Threading - IsBackground
During my System.Threading talk last night one of the questions from the audience asked what the IsBackground property on the Thread classes was used for.
The intellisense for this property says "Gets or Sets a value indicating whether or not the tread is a background thread." which to be honest I think we could have guessed! What this description lacks is any information about why you would want to set it.
It's always embarrassing when you can't immediately answer a question from the audience but in this case I was stumped so I promised to investigate the answer and here it is.
The IsBackground property allows you to tell the runtime if the thread is a foreground (UI) thread or a background thread. By default all threads are created as foreground threads unless you change this property.
So why do we care?
Well, the .NET runtime does something special when the last foreground thread terminates - it aborts all the background threads and terminates the application. (We know Thread.Abort is bad however if the application is being shutdown anyway that badness has a very limited duration.)
This can be nicely illustrated by creating a WinForms application which launches a background thread which runs forever.

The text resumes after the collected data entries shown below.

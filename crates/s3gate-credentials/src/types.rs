//! Credential data types shared across providers.

use serde::{Deserialize, Serialize};

/// An access-key / secret-key pair.
///
/// Immutable once constructed. Two pairs exist per logical identity: the
/// emulated pair the client signs with and the backend pair the proxy signs
/// with.
#[derive(Clone, Serialize, Deserialize, PartialEq, Eq)]
#[serde(rename_all = "camelCase")]
pub struct CredentialPair {
    /// The access key ID.
    pub access_key: String,
    /// The secret access key.
    pub secret_key: String,
}

impl CredentialPair {
    /// Create a new pair.
    pub fn new(access_key: impl Into<String>, secret_key: impl Into<String>) -> Self {
        Self {
            access_key: access_key.into(),
            secret_key: secret_key.into(),
        }
    }
}

// Secret material must never leak through Debug output or logs.
impl std::fmt::Debug for CredentialPair {
    fn fmt(&self, f: &mut std::fmt::Formatter<'_>) -> std::fmt::Result {
        f.debug_struct("CredentialPair")
            .field("access_key", &self.access_key)
            .field("secret_key", &"***")
            .finish()
    }
}

/// The association between an emulated identity and its backend identity.
///
/// Looked up on every request by the emulated access key; the emulated
/// secret verifies the inbound signature and the backend pair signs the
/// forwarded request.
#[derive(Debug, Clone, Serialize, Deserialize, PartialEq, Eq)]
#[serde(rename_all = "camelCase")]
pub struct CredentialMapping {
    /// The pair the client presents to the proxy.
    pub emulated: CredentialPair,
    /// The pair the proxy uses toward the storage backend.
    pub backend: CredentialPair,
}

By default when you run your application it will run forever unless you explicitly abort the background thread or the application. This can be seen by running your simple application, closing the Form1 window and noticing the application is still running.
If however you set IsBackground to true after creating your background thread:
Thread t = new Thread(new ThreadStart(BackgroundThread));
t.IsBackground = true;
t.Start();
You will notice that when you close the only window (Form1) the application will terminate.
I will certainly be updating our System.Threading presentation to explain this behaviour more clearly in the future. A great question and something we should all be doing.